/// Star detection: the detector seam, the abort-aware adapter and a
/// built-in blob detector
use bumpalo::Bump;
use serde::{Deserialize, Serialize};
use std::collections::VecDeque;

use crate::cancel::{AbortFlag, StatusSink};
use crate::error::{Result, StarError};
use crate::geometry::Point;
use crate::imaging::Image;
use crate::native_ops::gaussian_blur_plane;
use crate::star::RawStar;

/// Detector parameters; `None` leaves the detector default in place
#[derive(Debug, Clone, Default, PartialEq, Serialize, Deserialize)]
#[serde(rename_all = "camelCase", default)]
pub struct DetectionParams {
    pub sensitivity: Option<f64>,
    pub peak_response: Option<f64>,
    pub upper_peak_limit: Option<f64>,
    pub max_distortion: Option<f64>,
    pub structure_layers: Option<u32>,
    pub xy_stretch: Option<f64>,
}

/// External star finder.
///
/// `progress(count, total)` is called periodically; returning `false`
/// asks the detector to stop and return what it has found so far.
pub trait StarDetector {
    fn detect(
        &self,
        luminance: &Image,
        params: &DetectionParams,
        progress: &mut dyn FnMut(usize, usize) -> bool,
    ) -> anyhow::Result<Vec<RawStar>>;
}

/// Wraps a detector with progress reporting and cooperative abort
pub struct DetectionAdapter<'a> {
    detector: &'a dyn StarDetector,
    abort: AbortFlag,
}

impl<'a> DetectionAdapter<'a> {
    pub fn new(detector: &'a dyn StarDetector, abort: AbortFlag) -> Self {
        Self { detector, abort }
    }

    /// Run the detector. An abort never raises: the (possibly partial or
    /// empty) result is returned instead.
    pub fn detect(
        &self,
        luminance: &Image,
        params: &DetectionParams,
        sink: &dyn StatusSink,
    ) -> Result<Vec<RawStar>> {
        let abort = self.abort.clone();
        let mut progress = |count: usize, total: usize| {
            sink.on_progress_update(count, total);
            !abort.is_requested()
        };

        let result = self.detector.detect(luminance, params, &mut progress);
        match result {
            Ok(stars) => {
                if self.abort.is_requested() {
                    tracing::warn!("Detection aborted, keeping {} partial results", stars.len());
                }
                Ok(stars)
            }
            Err(e) if self.abort.is_requested() => {
                tracing::warn!("Detection aborted: {:#}", e);
                Ok(Vec::new())
            }
            Err(e) => Err(StarError::DetectionFailed(format!("{:#}", e))),
        }
    }
}

const DEFAULT_SENSITIVITY: f64 = 0.5;
const DEFAULT_PEAK_RESPONSE: f64 = 0.5;
const DEFAULT_UPPER_PEAK_LIMIT: f64 = 1.0;
const DEFAULT_MAX_DISTORTION: f64 = 0.6;
const DEFAULT_STRUCTURE_LAYERS: u32 = 5;
const DEFAULT_XY_STRETCH: f64 = 2.0;
const MIN_BLOB_PIXELS: usize = 3;
const PROGRESS_ROWS: usize = 16;

/// Connected component above the detection threshold
struct Blob {
    pixels: Vec<(usize, usize)>,
    min_x: usize,
    max_x: usize,
    min_y: usize,
    max_y: usize,
}

impl Blob {
    fn bbox_width(&self) -> usize {
        self.max_x - self.min_x + 1
    }

    fn bbox_height(&self) -> usize {
        self.max_y - self.min_y + 1
    }
}

/// Threshold + flood-fill detector working on the luminance plane.
///
/// Parameter mapping:
/// - `sensitivity` (0..1): threshold = median + (1 + 4 * (1 - s)) * noise
/// - `peakResponse` (0..1): rejects flat blobs whose mean/peak signal
///   exceeds `0.5 + peakResponse / 2`
/// - `upperPeakLimit`: rejects blobs peaking above it (saturated)
/// - `maxDistortion` (0..1): rejects blobs filling less than
///   `maxDistortion * pi / 4` of their bounding box
/// - `structureLayers`: smoothing sigma `0.25 * layers` before thresholding
/// - `xyStretch`: rejects blobs with a bounding box aspect above it
#[derive(Debug, Default, Clone, Copy)]
pub struct BlobDetector;

impl BlobDetector {
    pub fn new() -> Self {
        Self
    }

    /// Background median and MAD-based noise estimate
    fn background_and_noise(data: &[f32]) -> (f64, f64) {
        let arena = Bump::new();
        let step = (data.len() / 500_000).max(1);
        let mut samples = bumpalo::vec![in &arena];
        samples.extend(data.iter().step_by(step).map(|&v| v as f64));
        if samples.is_empty() {
            return (0.0, 0.0);
        }
        samples.sort_by(|a, b| a.total_cmp(b));
        let median = samples[samples.len() / 2];

        let mut deviations = bumpalo::vec![in &arena];
        deviations.extend(samples.iter().map(|v| (v - median).abs()));
        deviations.sort_by(|a, b| a.total_cmp(b));
        let mad = deviations[deviations.len() / 2];

        // Convert MAD to equivalent standard deviation
        (median, mad * 1.4826)
    }

    /// Find connected components using flood fill (8-connected)
    fn find_blobs(
        mask: &[bool],
        width: usize,
        height: usize,
        progress: &mut dyn FnMut(usize, usize) -> bool,
    ) -> Vec<Blob> {
        let mut visited = vec![false; mask.len()];
        let mut blobs = Vec::new();

        for y in 0..height {
            if y % PROGRESS_ROWS == 0 && !progress(y, height) {
                tracing::debug!("Blob search stopped at row {}", y);
                return blobs;
            }
            for x in 0..width {
                let idx = y * width + x;
                if !mask[idx] || visited[idx] {
                    continue;
                }
                let mut blob = Blob {
                    pixels: Vec::new(),
                    min_x: x,
                    max_x: x,
                    min_y: y,
                    max_y: y,
                };
                let mut queue = VecDeque::new();
                queue.push_back((x, y));
                visited[idx] = true;

                while let Some((cx, cy)) = queue.pop_front() {
                    blob.pixels.push((cx, cy));
                    blob.min_x = blob.min_x.min(cx);
                    blob.max_x = blob.max_x.max(cx);
                    blob.min_y = blob.min_y.min(cy);
                    blob.max_y = blob.max_y.max(cy);

                    for dy in -1i64..=1 {
                        for dx in -1i64..=1 {
                            if dx == 0 && dy == 0 {
                                continue;
                            }
                            let nx = cx as i64 + dx;
                            let ny = cy as i64 + dy;
                            if nx < 0 || ny < 0 || nx >= width as i64 || ny >= height as i64 {
                                continue;
                            }
                            let nidx = ny as usize * width + nx as usize;
                            if mask[nidx] && !visited[nidx] {
                                visited[nidx] = true;
                                queue.push_back((nx as usize, ny as usize));
                            }
                        }
                    }
                }
                blobs.push(blob);
            }
        }
        progress(height, height);
        blobs
    }

    /// Measure a blob; `None` when a rejection rule applies
    fn measure(
        blob: &Blob,
        data: &[f32],
        width: usize,
        background: f64,
        params: &DetectionParams,
    ) -> Option<RawStar> {
        if blob.pixels.len() < MIN_BLOB_PIXELS {
            return None;
        }

        let mut flux = 0.0;
        let mut peak = f64::MIN;
        let mut sx = 0.0;
        let mut sy = 0.0;
        for &(x, y) in &blob.pixels {
            let v = data[y * width + x] as f64;
            let signal = (v - background).max(0.0);
            flux += signal;
            peak = peak.max(v);
            sx += signal * x as f64;
            sy += signal * y as f64;
        }
        if flux <= 0.0 {
            return None;
        }

        let upper_peak_limit = params.upper_peak_limit.unwrap_or(DEFAULT_UPPER_PEAK_LIMIT);
        if peak > upper_peak_limit {
            return None;
        }

        let peak_response = params.peak_response.unwrap_or(DEFAULT_PEAK_RESPONSE);
        let mean_signal = flux / blob.pixels.len() as f64;
        let peak_signal = peak - background;
        if peak_signal <= 0.0 || mean_signal / peak_signal > 0.5 + peak_response / 2.0 {
            return None;
        }

        let (bw, bh) = (blob.bbox_width() as f64, blob.bbox_height() as f64);
        let max_distortion = params.max_distortion.unwrap_or(DEFAULT_MAX_DISTORTION);
        let fill = blob.pixels.len() as f64 / (bw * bh);
        if fill < max_distortion * std::f64::consts::FRAC_PI_4 {
            return None;
        }

        let xy_stretch = params.xy_stretch.unwrap_or(DEFAULT_XY_STRETCH);
        if bw.max(bh) / bw.min(bh) > xy_stretch {
            return None;
        }

        // Pixel centers sit at +0.5
        Some(RawStar {
            pos: Point::new(sx / flux + 0.5, sy / flux + 0.5),
            size: blob.pixels.len() as f64,
            flux,
        })
    }
}

impl StarDetector for BlobDetector {
    fn detect(
        &self,
        luminance: &Image,
        params: &DetectionParams,
        progress: &mut dyn FnMut(usize, usize) -> bool,
    ) -> anyhow::Result<Vec<RawStar>> {
        let (width, height) = (luminance.width(), luminance.height());
        if width == 0 || height == 0 {
            anyhow::bail!("Empty image ({}x{})", width, height);
        }
        let data = luminance.plane(0);

        let layers = params.structure_layers.unwrap_or(DEFAULT_STRUCTURE_LAYERS);
        let smoothed = if layers > 0 {
            gaussian_blur_plane(data, width, height, 0.25 * layers as f32)
        } else {
            data.to_vec()
        };

        let (background, noise) = Self::background_and_noise(&smoothed);
        let sensitivity = params
            .sensitivity
            .unwrap_or(DEFAULT_SENSITIVITY)
            .clamp(0.0, 1.0);
        let k = 1.0 + 4.0 * (1.0 - sensitivity);
        // Keep a floor so that a noiseless frame does not turn into one blob
        let threshold = background + (k * noise).max(1e-4);
        tracing::debug!(
            "Detection threshold {:.5} (background {:.5}, noise {:.5})",
            threshold,
            background,
            noise
        );

        let mask: Vec<bool> = smoothed.iter().map(|&v| v as f64 > threshold).collect();
        let blobs = Self::find_blobs(&mask, width, height, progress);

        let (raw_background, _) = Self::background_and_noise(data);
        let stars: Vec<RawStar> = blobs
            .iter()
            .filter_map(|blob| Self::measure(blob, data, width, raw_background, params))
            .collect();
        tracing::debug!("{} blobs, {} stars accepted", blobs.len(), stars.len());
        Ok(stars)
    }
}

#[cfg(test)]
mod tests {
    use super::*;
    use crate::cancel::LogStatusSink;

    /// Gaussian spots on a flat background
    fn star_field(width: usize, height: usize, stars: &[(f64, f64, f64)]) -> Image {
        let mut data = vec![0.1f32; width * height];
        for &(cx, cy, sigma) in stars {
            for y in 0..height {
                for x in 0..width {
                    let dx = x as f64 + 0.5 - cx;
                    let dy = y as f64 + 0.5 - cy;
                    let v = 0.7 * (-(dx * dx + dy * dy) / (2.0 * sigma * sigma)).exp();
                    data[y * width + x] += v as f32;
                }
            }
        }
        Image::from_mono(width, height, data).unwrap()
    }

    struct FailingDetector;

    impl StarDetector for FailingDetector {
        fn detect(
            &self,
            _: &Image,
            _: &DetectionParams,
            _: &mut dyn FnMut(usize, usize) -> bool,
        ) -> anyhow::Result<Vec<RawStar>> {
            anyhow::bail!("detector crashed")
        }
    }

    #[test]
    fn test_blob_detector_finds_stars() {
        let img = star_field(64, 64, &[(16.0, 16.0, 1.5), (45.0, 40.0, 2.0)]);
        let adapter_abort = AbortFlag::new();
        let detector = BlobDetector::new();
        let adapter = DetectionAdapter::new(&detector, adapter_abort);
        let mut stars = adapter
            .detect(&img, &DetectionParams::default(), &LogStatusSink)
            .unwrap();
        assert_eq!(stars.len(), 2);
        stars.sort_by(|a, b| a.pos.x.total_cmp(&b.pos.x));
        assert!((stars[0].pos.x - 16.0).abs() < 0.5);
        assert!((stars[0].pos.y - 16.0).abs() < 0.5);
        assert!((stars[1].pos.x - 45.0).abs() < 0.5);
        assert!(stars[1].size > stars[0].size);
        assert!(stars.iter().all(|s| s.flux > 0.0));
    }

    #[test]
    fn test_upper_peak_limit_rejects_bright_stars() {
        let img = star_field(48, 48, &[(24.0, 24.0, 2.0)]);
        let params = DetectionParams {
            upper_peak_limit: Some(0.5),
            ..Default::default()
        };
        let stars = BlobDetector::new()
            .detect(&img, &params, &mut |_, _| true)
            .unwrap();
        assert!(stars.is_empty());
    }

    #[test]
    fn test_failure_maps_to_detection_failed() {
        let detector = FailingDetector;
        let adapter = DetectionAdapter::new(&detector, AbortFlag::new());
        let img = Image::new(4, 4, 1);
        let err = adapter
            .detect(&img, &DetectionParams::default(), &LogStatusSink)
            .unwrap_err();
        assert!(matches!(err, StarError::DetectionFailed(_)));
    }

    #[test]
    fn test_abort_returns_without_error() {
        let abort = AbortFlag::new();
        abort.request();

        let detector = FailingDetector;
        let adapter = DetectionAdapter::new(&detector, abort.clone());
        let img = Image::new(4, 4, 1);
        let stars = adapter
            .detect(&img, &DetectionParams::default(), &LogStatusSink)
            .unwrap();
        assert!(stars.is_empty());

        // The built-in detector stops at the first progress check
        let blob = BlobDetector::new();
        let adapter = DetectionAdapter::new(&blob, abort);
        let field = star_field(64, 64, &[(40.0, 40.0, 2.0)]);
        let stars = adapter
            .detect(&field, &DetectionParams::default(), &LogStatusSink)
            .unwrap();
        assert!(stars.is_empty());
    }
}
#[test]
fn test_reduce_runs_after_aborted_fix() {
    let mut stars = grid_stars(6, 49.0);
    stars[0].size = 144.0;
    stars[1].size = 144.0;
    let config = StarUtilsConfig {
        fix: crate::elongation::FixOptions {
            atomic: false,
            ..Default::default()
        },
        ..all_stars_config()
    };
    let mut session = session_with(stars, config, 0.5);
    session.run_analysis().unwrap();

    let abort = session.abort_flag();
    let mut session = session.with_sink(Box::new(AbortAt { abort, after: 1 }));
    let fixed = session.fix_elongated_stars(None).unwrap();
    assert_eq!(fixed.outcome, RunOutcome::Aborted { processed: 1 });

    let mut session = session.with_sink(Box::new(crate::cancel::LogStatusSink));
    let reduced = session.reduce_stars(None).unwrap();
    assert_eq!(reduced.outcome, RunOutcome::Completed);
    assert!(!reduced.entries.is_empty());
}

#[test]
fn test_plot_without_values_reports_failure() {
    let mut session = session_with(grid_stars(3, 64.0), StarUtilsConfig::default(), 0.9);
    session.analyze_stars().unwrap();
    let opts = crate::plot::PlotOptions {
        output_dir: std::path::PathBuf::from("plots"),
        ..Default::default()
    };
    let result = session.plot("psf.aspectRatio", None, &opts).unwrap();
    assert!(!result.created);
    assert!(result.error.is_some());
    assert!(result.script.is_none());
    assert_eq!(
        result.image_file,
        std::path::PathBuf::from("plots").join("star_psf_aspectRatio_graph.svg")
    );
}
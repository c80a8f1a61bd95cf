/// Star reduction: masked morphological selection, one pass per
/// structuring-element group
use serde::{Deserialize, Serialize};
use std::collections::BTreeMap;

use crate::cancel::{AbortFlag, RunOutcome, StatusSink};
use crate::error::Result;
use crate::imaging::Image;
use crate::mask::{MaskBuilder, MaskOptions, DEFAULT_BINARIZE_THRESHOLD, DEFAULT_MASK_CONVOLUTION};
use crate::operators::{ImageOperators, MorphologicalOp, StructureSize};
use crate::resources::TempRegistry;
use crate::star::Star;
use crate::view::View;

/// Selection amounts above this would brighten stars
pub const MAX_SELECTION: f64 = 0.45;

#[derive(Debug, Clone, Copy, PartialEq, Serialize, Deserialize)]
#[serde(rename_all = "camelCase", default)]
pub struct ReduceOptions {
    /// Morphological selection amount, clamped to `MAX_SELECTION`
    pub selection: f64,
    /// Scale the selection by structure size
    pub selection_scale: bool,
}

impl Default for ReduceOptions {
    fn default() -> Self {
        Self {
            selection: 0.25,
            selection_scale: true,
        }
    }
}

impl ReduceOptions {
    pub fn effective_selection(&self) -> f64 {
        if self.selection > 0.0 {
            self.selection.min(MAX_SELECTION)
        } else {
            0.25
        }
    }
}

/// Parameters applied to one structure-size group
#[derive(Debug, Clone, Copy, PartialEq, Serialize)]
#[serde(rename_all = "camelCase")]
pub struct ReductionLogEntry {
    pub structure_size: u32,
    pub stars: usize,
    pub selection: f64,
}

#[derive(Debug)]
pub struct ReduceReport {
    pub outcome: RunOutcome,
    /// Entries keyed by structure size
    pub entries: BTreeMap<u32, ReductionLogEntry>,
}

/// Smallest element whose size times 3 covers the width, else the largest
pub fn structure_for_reduction(width: f64) -> StructureSize {
    StructureSize::ALL
        .into_iter()
        .find(|s| width <= (s.size() * 3) as f64)
        .unwrap_or_else(StructureSize::max)
}

/// `0.5 - (size / max) * (0.5 - selection)`
pub fn scaled_selection(selection: f64, structure: StructureSize) -> f64 {
    let r = structure.size() as f64 / StructureSize::max().size() as f64;
    0.5 - r * (0.5 - selection)
}

/// Stars grouped by structuring element, ascending
pub fn group_by_structure<'s>(stars: &[&'s Star]) -> BTreeMap<StructureSize, Vec<&'s Star>> {
    let mut groups: BTreeMap<StructureSize, Vec<&Star>> = BTreeMap::new();
    for star in stars {
        groups
            .entry(structure_for_reduction(star.width()))
            .or_default()
            .push(star);
    }
    groups
}

pub struct StarReducer<'a> {
    operators: &'a dyn ImageOperators,
    registry: &'a TempRegistry,
}

impl<'a> StarReducer<'a> {
    pub fn new(operators: &'a dyn ImageOperators, registry: &'a TempRegistry) -> Self {
        Self {
            operators,
            registry,
        }
    }

    /// Reduce `stars` in `view`.
    ///
    /// Each group gets its own mask and its own transaction; the abort
    /// flag is checked between groups.
    pub fn reduce(
        &self,
        stars: &[&Star],
        luminance: &Image,
        view: &mut View,
        opts: &ReduceOptions,
        abort: &AbortFlag,
        sink: &dyn StatusSink,
    ) -> Result<ReduceReport> {
        let mut report = ReduceReport {
            outcome: RunOutcome::Completed,
            entries: BTreeMap::new(),
        };
        let base_selection = opts.effective_selection();
        let groups = group_by_structure(stars);
        let len = stars.len();

        sink.on_status_update("Reducing stars");
        sink.on_progress_update(0, 0);

        let builder = MaskBuilder::new(self.operators, self.registry);
        let mut processed = 0;
        for (group_index, (structure, group)) in groups.iter().enumerate() {
            if abort.is_requested() {
                tracing::warn!("Star reduction aborted after {} groups", group_index);
                report.outcome = RunOutcome::Aborted {
                    processed: group_index,
                };
                break;
            }
            processed += group.len();

            let mask_opts = MaskOptions {
                binarize: Some(DEFAULT_BINARIZE_THRESHOLD),
                dilation: Some(structure.size()),
                convolution: Some(DEFAULT_MASK_CONVOLUTION),
                enlarged: true,
                min_flux: None,
            };
            let name = format!("reduce_{}", structure.size());
            let Some(mask) = builder.build_mask(luminance, group, &mask_opts, &name)? else {
                tracing::warn!("Failed to create mask for structure size {}", structure.size());
                continue;
            };

            let selection = if opts.selection_scale {
                scaled_selection(base_selection, *structure)
            } else {
                base_selection
            };
            tracing::info!(
                "Reducing {} stars, structure size {}, selection {:.3}",
                group.len(),
                structure.size(),
                selection
            );

            {
                let mut process = view.begin_process();
                let margin = structure.size() as usize;
                process
                    .with_mask(&mask, margin)
                    .apply("MorphologicalTransformation", |img| {
                        self.operators.morphological_transform(
                            img,
                            MorphologicalOp::Selection(selection),
                            *structure,
                        )
                    })?;
            }
            drop(mask);

            report.entries.insert(
                structure.size(),
                ReductionLogEntry {
                    structure_size: structure.size(),
                    stars: group.len(),
                    selection,
                },
            );
            sink.on_progress_update(processed, len);
        }

        sink.on_status_update("Done");
        Ok(report)
    }
}
use thiserror::Error;

/// Failures raised by the star analysis core.
///
/// Per-star conditions (missing PSF, star below threshold, already round)
/// are not errors: they are reported as skip outcomes and the loop
/// continues. A cooperative abort is reported through `RunOutcome`.
#[derive(Error, Debug, Clone, PartialEq)]
pub enum StarError {
    #[error("No data provided (empty dataset)")]
    EmptyDataset,

    #[error("Degenerate dataset: {0}")]
    DegenerateDataset(String),

    #[error("Star detection failed: {0}")]
    DetectionFailed(String),

    #[error("PSF fit failed for star {star}: {reason}")]
    PsfFitFailed { star: String, reason: String },

    #[error("Invalid structure size {0} (supported: 5, 7, 9)")]
    InvalidStructureSize(u32),

    #[error("Invalid threshold specification for '{key}': {reason}")]
    InvalidThreshold { key: String, reason: String },

    #[error("Unknown feature: {0}")]
    UnknownFeature(String),

    #[error("Image operator '{operator}' failed on view {view}: {reason}")]
    OperatorFailed {
        operator: String,
        view: String,
        reason: String,
    },

    #[error("Statistics not available: run star analysis first")]
    NotAnalyzed,

    #[error("I/O error: {0}")]
    Io(String),
}

pub type Result<T> = std::result::Result<T, StarError>;

impl From<std::io::Error> for StarError {
    fn from(e: std::io::Error) -> Self {
        StarError::Io(e.to_string())
    }
}

impl From<serde_json::Error> for StarError {
    fn from(e: serde_json::Error) -> Self {
        StarError::Io(e.to_string())
    }
}
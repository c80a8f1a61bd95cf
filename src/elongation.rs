/// Elongated star correction: convolution, motion-blur deconvolution and
/// parametric deconvolution under a per-star mask
use serde::{Deserialize, Serialize};
use std::collections::BTreeMap;

use crate::cancel::{AbortFlag, RunOutcome, StatusSink};
use crate::error::Result;
use crate::imaging::Image;
use crate::mask::{MaskBuilder, MaskOptions, DEFAULT_BINARIZE_THRESHOLD};
use crate::operators::{ConvolutionParams, DeconvolutionParams, ImageOperators, StructureSize};
use crate::resources::TempRegistry;
use crate::star::{Psf, Star};
use crate::view::{MaskImage, Process, View};

/// Upper bound of the motion-blur length
pub const MAX_MOTION_LENGTH: f64 = 100.0;

#[derive(Debug, Clone, Copy, PartialEq, Serialize, Deserialize)]
#[serde(rename_all = "camelCase", default)]
pub struct FixOptions {
    /// Stars with `aspectRatio >= threshold` are left alone
    pub threshold: f64,
    pub max_std_dev: f64,
    pub deringing: bool,
    pub deringing_scale: f64,
    pub fix_factor: f64,
    /// Work on a copy and commit only when every star was processed
    pub atomic: bool,
    /// Accumulate the per-star masks into one mask for inspection
    pub keep_mask: bool,
}

impl Default for FixOptions {
    fn default() -> Self {
        Self {
            threshold: 0.9,
            max_std_dev: 8.0,
            deringing: true,
            deringing_scale: 1.0,
            fix_factor: 1.0,
            atomic: true,
            keep_mask: false,
        }
    }
}

#[derive(Debug, Clone, Copy, PartialEq, Serialize)]
#[serde(rename_all = "camelCase")]
pub struct ConvolutionLog {
    pub std_dev: f64,
}

#[derive(Debug, Clone, Copy, PartialEq, Serialize)]
pub struct MotionDeconvolutionLog {
    pub len: f64,
    pub angle: f64,
}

→ **WHAT THE TASK ASKS**
If a line in the records holds the string "StarError", count it, and give only the total.

→ **EXERCISE RESPONSE**
9